> [WORK ITEM]:
Within the records, find every line that includes the word "iter" and copy it.
GIVEN RECORDS below:
use std::sync::Arc;

use axum::{
    body::Body,
    http::{header, HeaderMap, HeaderValue, Method, StatusCode},
    response::{IntoResponse, Response},
    Extension,
};

use crate::content::{self, StreamBody};
use crate::framing::{self, Validators};
use crate::methods::{Result, WorkingPath};
use crate::ServerState;

/// The default tail handler: any residual path is treated as a virtual
/// repository path and answered with blob bytes or a subtree ZIP.
pub async fn handle(
    Extension(state): Extension<Arc<ServerState>>,
    Extension(WorkingPath(path)): Extension<WorkingPath>,
    method: Method,
    headers: HeaderMap,
) -> Result<Response> {
    let stream = content::stream(state.served_root.clone(), path).await?;
    let validators = Validators::for_commit(&stream.commit);

    if framing::not_modified(&headers, &validators) {
        let mut response = StatusCode::NOT_MODIFIED.into_response();
        framing::apply_validators(response.headers_mut(), &validators);
        return Ok(response);
    }

    let body = if method == Method::HEAD {
        Body::empty()
    } else {
        match stream.body {
            StreamBody::Blob(bytes) => Body::from(bytes),
            StreamBody::Archive(archive) => Body::from_stream(archive),
        }
    };

    let mut response = Response::new(body);
    let response_headers = response.headers_mut();
    if let Ok(value) = HeaderValue::from_str(&stream.mimetype) {
        response_headers.insert(header::CONTENT_TYPE, value);
    }
    if let Some(size) = stream.size {
        if let Ok(value) = HeaderValue::from_str(&size.to_string()) {
            response_headers.insert(header::CONTENT_LENGTH, value);
        }
    }
    response_headers.insert(
        header::CONTENT_DISPOSITION,
        framing::content_disposition(&stream.filename),
    );
    framing::apply_validators(response_headers, &validators);

    Ok(response)
}
use std::net::{IpAddr, Ipv4Addr, SocketAddr};
use std::path::PathBuf;
use std::sync::Arc;

use anyhow::{bail, Context};
use clap::Parser;
use tracing::info;
use tracing_subscriber::EnvFilter;

use ges::{rpc, ServerState};

#[derive(Parser, Debug)]
#[command(version, about)]
struct Args {
    /// Directory tree of git repositories to serve. Any directory whose
    /// listing matches the usual repository signature is served as a
    /// repo, whatever its name.
    #[arg(long)]
    content_path: PathBuf,
    /// Directory containing index.html and favicon.ico
    #[arg(long, default_value = "./static")]
    static_content_path: PathBuf,
    /// Virtual path segment separating decorative URI prefixes from the
    /// served path; empty disables decoration
    #[arg(long, default_value = "")]
    uri_marker: String,
    /// Address to bind
    #[arg(long, default_value_t = IpAddr::V4(Ipv4Addr::LOCALHOST))]
    bind: IpAddr,
    /// Port to listen on
    #[arg(long, default_value_t = 8888)]
    port: u16,
}

#[tokio::main]
async fn main() -> anyhow::Result<()> {
    let args = Args::parse();

    let subscriber = tracing_subscriber::fmt().with_env_filter(
        EnvFilter::try_from_default_env().unwrap_or_else(|_| EnvFilter::new("info")),
    );
    #[cfg(debug_assertions)]
    let subscriber = subscriber.pretty();
    subscriber.init();

    let served_root = args
        .content_path
        .canonicalize()
        .context("content path does not exist")?;
    let static_root = args
        .static_content_path
        .canonicalize()
        .context("static content path does not exist")?;
    for expected in ["favicon.ico", "index.html"] {
        if !static_root.join(expected).is_file() {
            bail!(
                "static content directory {} does not contain {expected}",
                static_root.display()
            );
        }
    }

    let state = Arc::new(ServerState {
        rpc: rpc::assemble(served_root.clone()),
        served_root,
        static_root,
        uri_marker: args.uri_marker,
    });

    let address = SocketAddr::from((args.bind, args.port));
    let listener = tokio::net::TcpListener::bind(address)
        .await
        .with_context(|| format!("failed to bind {address}"))?;
    info!("listening on http://{address}");

    axum::serve(
        listener,
        ges::app(state).into_make_service_with_connect_info::<SocketAddr>(),
    )
    .await
    .context("server terminated")?;

    Ok(())
}
use std::sync::Arc;

use anyhow::Context;
use axum::{
    body::Body,
    http::{header, HeaderMap, HeaderValue, Method, StatusCode},
    response::{IntoResponse, Response},
    Extension,
};

use crate::framing::{self, Validators};
use crate::methods::Result;
use crate::ServerState;

/// Serves the landing page from the static root with mtime-keyed
/// conditional-GET.
pub async fn handle(
    Extension(state): Extension<Arc<ServerState>>,
    method: Method,
    headers: HeaderMap,
) -> Result<Response> {
    let path = state.static_root.join("index.html");

    let metadata = tokio::fs::metadata(&path)
        .await
        .context("index.html has gone missing from the static root")?;
    let validators = Validators::for_mtime(
        metadata
            .modified()
            .context("index.html carries no modification time")?,
    );

    if framing::not_modified(&headers, &validators) {
        let mut response = StatusCode::NOT_MODIFIED.into_response();
        framing::apply_validators(response.headers_mut(), &validators);
        return Ok(response);
    }

    let contents = tokio::fs::read(&path)
        .await
        .context("failed to read index.html")?;

    let body = if method == Method::HEAD {
        Body::empty()
    } else {
        Body::from(contents)
    };

    let mut response = Response::new(body);
    response.headers_mut().insert(
        header::CONTENT_TYPE,
        HeaderValue::from_static("text/html; charset=UTF-8"),
    );
    if let Ok(value) = HeaderValue::from_str(&metadata.len().to_string()) {
        response.headers_mut().insert(header::CONTENT_LENGTH, value);
    }
    framing::apply_validators(response.headers_mut(), &validators);

    Ok(response)
}
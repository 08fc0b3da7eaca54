//! Smart-HTTP git transport in its stateless-RPC form. Both endpoints
//! shell out to git with exec-form arguments and move bytes through the
//! spooled subprocess utility.

use std::io::ErrorKind;
use std::path::PathBuf;
use std::process::{ExitStatus, Stdio};
use std::sync::Arc;

use anyhow::{anyhow, Context};
use axum::{
    body::Body,
    http::{header, HeaderMap, HeaderValue, Method},
    response::Response,
    Extension,
};
use bytes::Bytes;
use futures_util::{stream, StreamExt, TryStreamExt};
use tokio::process::Command;
use tokio_util::io::StreamReader;
use tracing::error;

use crate::methods::{GitService, Result, WorkingPath};
use crate::subprocess::{self, Captured, Input};
use crate::vpath::{self, PathError};
use crate::ServerState;

/// Resolves the working path to a repository directory. The locator
/// must consume the whole path; transport endpoints never take virtual
/// remainders.
fn repo_for(state: &ServerState, working: &str) -> Result<PathBuf> {
    let relative = vpath::sanitize(&state.served_root, working)?;
    let (repo, tail) = vpath::locate_repo(&state.served_root, &relative);

    let repo = repo.ok_or_else(|| PathError::unfit("no repository on the requested path"))?;
    if !tail.is_empty() {
        return Err(PathError::unfit("no repository on the requested path").into());
    }

    Ok(repo)
}

/// The service announcement preceding the advertised refs; pkt-line
/// lengths cover their own four hex digits.
fn pkt_line_announcement(service: &str) -> Bytes {
    let line = format!("# service=git-{service}\n");
    Bytes::from(format!("{:04x}{line}0000", line.len() + 4))
}

fn no_cache(headers: &mut HeaderMap) {
    headers.insert(header::PRAGMA, HeaderValue::from_static("no-cache"));
    headers.insert(
        header::CACHE_CONTROL,
        HeaderValue::from_static("no-cache, max-age=0, must-revalidate"),
    );
    headers.insert(
        header::EXPIRES,
        HeaderValue::from_static("Fri, 01 Jan 1980 00:00:00 GMT"),
    );
}

fn forward_protocol_header(command: &mut Command, headers: &HeaderMap) {
    if let Some(protocol) = headers
        .get("Git-Protocol")
        .and_then(|value| value.to_str().ok())
    {
        command.env("GIT_PROTOCOL", protocol);
    }
}

async fn report_failure(service: &str, status: ExitStatus, stderr: Option<Captured>) {
    let stderr = match stderr {
        Some(captured) => captured
            .into_bytes()
            .await
            .map(|bytes| String::from_utf8_lossy(&bytes).into_owned())
            .unwrap_or_default(),
        None => String::new(),
    };

    error!(service, %status, %stderr, "git transport command failed");
}

/// `GET <repo>/info/refs?service=git-...`: the ref advertisement.
pub async fn info_refs(
    Extension(state): Extension<Arc<ServerState>>,
    Extension(WorkingPath(path)): Extension<WorkingPath>,
    Extension(GitService(service)): Extension<GitService>,
    method: Method,
    headers: HeaderMap,
) -> Result<Response> {
    let repo = repo_for(&state, &path)?;

    let mut command = Command::new("git");
    command
        .arg(&service)
        .arg("--stateless-rpc")
        .arg("--advertise-refs")
        .arg(".");
    forward_protocol_header(&mut command, &headers);

    let child = command
        .current_dir(&repo)
        .stdin(Stdio::null())
        .stdout(Stdio::piped())
        .stderr(Stdio::piped())
        .kill_on_drop(true)
        .spawn()
        .context("failed to spawn git")?;

    let output = subprocess::communicate(child, None, subprocess::DEFAULT_BUFFER_SIZE).await?;
    if !output.status.success() {
        report_failure(&service, output.status, output.stderr).await;
        return Err(PathError::unfit("ref advertisement failed").into());
    }
    let stdout = output.stdout.context("stdout was not captured")?;

    let body = if method == Method::HEAD {
        Body::empty()
    } else {
        let announcement = stream::iter([Ok::<_, std::io::Error>(pkt_line_announcement(&service))]);
        Body::from_stream(announcement.chain(stdout.into_stream()))
    };

    let mut response = Response::new(body);
    let response_headers = response.headers_mut();
    if let Ok(value) = HeaderValue::from_str(&format!("application/x-git-{service}-advertisement"))
    {
        response_headers.insert(header::CONTENT_TYPE, value);
    }
    no_cache(response_headers);

    Ok(response)
}

/// `POST <repo>/git-...`: one stateless exchange. The request body
/// feeds the child's stdin, the spooled stdout becomes the response.
pub async fn rpc(
    Extension(state): Extension<Arc<ServerState>>,
    Extension(WorkingPath(path)): Extension<WorkingPath>,
    Extension(GitService(service)): Extension<GitService>,
    headers: HeaderMap,
    body: Body,
) -> Result<Response> {
    let repo = repo_for(&state, &path)?;

    let mut command = Command::new("git");
    command.arg(&service).arg("--stateless-rpc").arg(".");
    forward_protocol_header(&mut command, &headers);

    let child = command
        .current_dir(&repo)
        .stdin(Stdio::piped())
        .stdout(Stdio::piped())
        .stderr(Stdio::piped())
        .kill_on_drop(true)
        .spawn()
        .context("failed to spawn git")?;

    let reader = StreamReader::new(
        body.into_data_stream()
            .map_err(|err| std::io::Error::new(ErrorKind::Other, err)),
    );
    let output = subprocess::communicate(
        child,
        Some(Input::Reader(Box::new(reader))),
        subprocess::DEFAULT_BUFFER_SIZE,
    )
    .await?;

    if !output.status.success() {
        report_failure(&service, output.status, output.stderr).await;
        return Err(anyhow!("git {service} exchange failed").into());
    }
    let stdout = output.stdout.context("stdout was not captured")?;
    let size = stdout.size();

    let mut response = Response::new(Body::from_stream(stdout.into_stream()));
    let response_headers = response.headers_mut();
    if let Ok(value) = HeaderValue::from_str(&format!("application/x-git-{service}-result")) {
        response_headers.insert(header::CONTENT_TYPE, value);
    }
    if let Ok(value) = HeaderValue::from_str(&size.to_string()) {
        response_headers.insert(header::CONTENT_LENGTH, value);
    }
    no_cache(response_headers);

    Ok(response)
}
use std::sync::Arc;

use anyhow::Context;
use axum::{
    body::Body,
    http::{header, HeaderValue, Request},
    response::Response,
    Extension,
};

use crate::methods::Result;
use crate::ServerState;

/// Upper bound on request bodies; RPC payloads are tiny in practice.
const MAX_BODY_SIZE: usize = 10 * 1024 * 1024;

/// JSON-RPC over HTTP POST. The engine always produces a reply body,
/// even for malformed requests, so this handler never surfaces RPC
/// failures as HTTP errors.
pub async fn handle(
    Extension(state): Extension<Arc<ServerState>>,
    request: Request<Body>,
) -> Result<Response> {
    let body = axum::body::to_bytes(request.into_body(), MAX_BODY_SIZE)
        .await
        .context("failed to read request body")?;
    let text = String::from_utf8_lossy(&body).into_owned();

    let reply = tokio::task::spawn_blocking(move || state.rpc.process(&text))
        .await
        .context("failed to join Tokio task")?;

    let mut response = Response::new(Body::from(reply));
    let headers = response.headers_mut();
    headers.insert(
        header::CONTENT_TYPE,
        HeaderValue::from_static("application/json"),
    );
    headers.insert(header::PRAGMA, HeaderValue::from_static("no-cache"));
    headers.insert(
        header::CACHE_CONTROL,
        HeaderValue::from_static("no-cache"),
    );

    Ok(response)
}
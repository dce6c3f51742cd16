//! Replay command - drive the SCORM runtime from a JSONL trace.
//!
//! Each non-empty line is one runtime call:
//!
//! ```text
//! {"op":"initialize","user":"u1","attempt":"a1"}
//! {"op":"set","user":"u1","attempt":"a1","key":"cmi.core.lesson_status","value":"completed"}
//! {"op":"get","user":"u1","attempt":"a1","key":"cmi.core.lesson_status"}
//! {"op":"commit","user":"u1","attempt":"a1"}
//! {"op":"terminate","user":"u1","attempt":"a1"}
//! ```
//!
//! Lines starting with `#` are comments. Failed calls are reported with the
//! HTTP status they would map to, and replay continues.

use std::path::PathBuf;

use anyhow::{Context as _, Result};
use clap::Args;
use serde::{Deserialize, Serialize};

use soflia_cache::{AttemptStore, InMemoryAttempts, ScormRuntime};

use super::Context;

/// Arguments for the replay command.
#[derive(Args, Debug)]
pub struct ReplayArgs {
    /// Path to the JSONL trace
    pub trace: PathBuf,

    /// Do not register unknown attempts on initialize
    #[arg(long)]
    pub strict: bool,

    /// Print committed values per attempt when done
    #[arg(long)]
    pub show_committed: bool,
}

/// One runtime call from the trace.
#[derive(Debug, Clone, Deserialize)]
#[serde(tag = "op", rename_all = "snake_case")]
enum TraceCall {
    Initialize {
        user: String,
        attempt: String,
    },
    Get {
        user: String,
        attempt: String,
        key: String,
    },
    Set {
        user: String,
        attempt: String,
        key: String,
        value: String,
    },
    Commit {
        user: String,
        attempt: String,
    },
    Terminate {
        user: String,
        attempt: String,
    },
}

impl TraceCall {
    fn op(&self) -> &'static str {
        match self {
            Self::Initialize { .. } => "initialize",
            Self::Get { .. } => "get",
            Self::Set { .. } => "set",
            Self::Commit { .. } => "commit",
            Self::Terminate { .. } => "terminate",
        }
    }

    fn attempt(&self) -> &str {
        match self {
            Self::Initialize { attempt, .. }
            | Self::Get { attempt, .. }
            | Self::Set { attempt, .. }
            | Self::Commit { attempt, .. }
            | Self::Terminate { attempt, .. } => attempt,
        }
    }
}

/// Result of one replayed call.
#[derive(Debug, Serialize)]
struct Outcome {
    line: usize,
    op: &'static str,
    attempt: String,
    status: u16,
    #[serde(skip_serializing_if = "Option::is_none")]
    value: Option<String>,
    #[serde(skip_serializing_if = "Option::is_none")]
    error: Option<String>,
}

/// Run the replay command.
pub async fn run(args: ReplayArgs, ctx: &Context) -> Result<()> {
    let contents = tokio::fs::read_to_string(&args.trace)
        .await
        .with_context(|| format!("failed to read trace {}", args.trace.display()))?;

    let cache = ctx.cache_context();
    let runtime = cache.scorm_runtime(InMemoryAttempts::new());

    let mut outcomes = Vec::new();
    let mut attempts: Vec<String> = Vec::new();

    for (idx, raw) in contents.lines().enumerate() {
        let line = idx + 1;
        let raw = raw.trim();
        if raw.is_empty() || raw.starts_with('#') {
            continue;
        }

        let call: TraceCall = serde_json::from_str(raw)
            .with_context(|| format!("{}:{}: invalid trace call", args.trace.display(), line))?;

        if !attempts.iter().any(|a| a == call.attempt()) {
            attempts.push(call.attempt().to_string());
        }

        let outcome = apply(&runtime, &call, line, args.strict)?;
        if !ctx.json_output {
            print_outcome(&outcome);
        }
        outcomes.push(outcome);
    }

    let failed = outcomes.iter().filter(|o| o.error.is_some()).count();
    tracing::info!(calls = outcomes.len(), failed, "Trace replayed");

    if ctx.json_output {
        let committed: serde_json::Map<_, _> = attempts
            .iter()
            .filter(|a| runtime.attempts().commit_count(a) > 0)
            .filter_map(|a| {
                let values = runtime.attempts().committed(a)?;
                Some((a.clone(), serde_json::to_value(values).ok()?))
            })
            .collect();
        let report = serde_json::json!({
            "calls": outcomes.len(),
            "failed": failed,
            "outcomes": outcomes,
            "committed": committed,
        });
        println!("{}", serde_json::to_string_pretty(&report)?);
        return Ok(());
    }

    println!();
    println!("{} call(s), {} failed.", outcomes.len(), failed);

    if args.show_committed {
        for attempt in &attempts {
            if runtime.attempts().commit_count(attempt) == 0 {
                continue;
            }
            let Some(values) = runtime.attempts().committed(attempt) else {
                continue;
            };
            println!();
            println!("Committed for {}:", attempt);
            let mut keys: Vec<_> = values.keys().collect();
            keys.sort();
            for key in keys {
                println!("  {} = {}", key, values[key]);
            }
        }
    }

    Ok(())
}

fn apply(
    runtime: &ScormRuntime<InMemoryAttempts>,
    call: &TraceCall,
    line: usize,
    strict: bool,
) -> Result<Outcome> {
    let result = match call {
        TraceCall::Initialize { user, attempt } => {
            if !strict && runtime.attempts().owner_of(attempt)?.is_none() {
                tracing::debug!(attempt_id = %attempt, user_id = %user, "Registering attempt");
                runtime.attempts().register(attempt.as_str(), user.as_str());
            }
            runtime
                .initialize(user, attempt)
                .map(|n| Some(format!("{n} value(s) loaded")))
        }
        TraceCall::Get { user, attempt, key } => runtime.get_value(user, attempt, key),
        TraceCall::Set {
            user,
            attempt,
            key,
            value,
        } => runtime.set_value(user, attempt, key, value).map(Some),
        TraceCall::Commit { user, attempt } => runtime
            .commit(user, attempt)
            .map(|n| Some(format!("{n} value(s) committed"))),
        TraceCall::Terminate { user, attempt } => runtime
            .terminate(user, attempt)
            .map(|n| Some(format!("{n} value(s) committed"))),
    };

    let mut outcome = Outcome {
        line,
        op: call.op(),
        attempt: call.attempt().to_string(),
        status: 200,
        value: None,
        error: None,
    };
    match result {
        Ok(value) => outcome.value = value,
        Err(e) => {
            outcome.status = e.status_code();
            outcome.error = Some(e.to_string());
        }
    }
    Ok(outcome)
}

fn print_outcome(outcome: &Outcome) {
    match (&outcome.error, &outcome.value) {
        (Some(error), _) => println!(
            "{:>4}  {:<10} {:<12} ✗ {} {}",
            outcome.line, outcome.op, outcome.attempt, outcome.status, error
        ),
        (None, Some(value)) => println!(
            "{:>4}  {:<10} {:<12} ✓ {}",
            outcome.line, outcome.op, outcome.attempt, value
        ),
        (None, None) => println!(
            "{:>4}  {:<10} {:<12} ✓ (unset)",
            outcome.line, outcome.op, outcome.attempt
        ),
    }
}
End of GIVEN RECORDS.
> [EXPECTED ANSWER]:
        let announcement = stream::iter([Ok::<_, std::io::Error>(pkt_line_announcement(&service))]);
        if !attempts.iter().any(|a| a == call.attempt()) {
    let failed = outcomes.iter().filter(|o| o.error.is_some()).count();
            .iter()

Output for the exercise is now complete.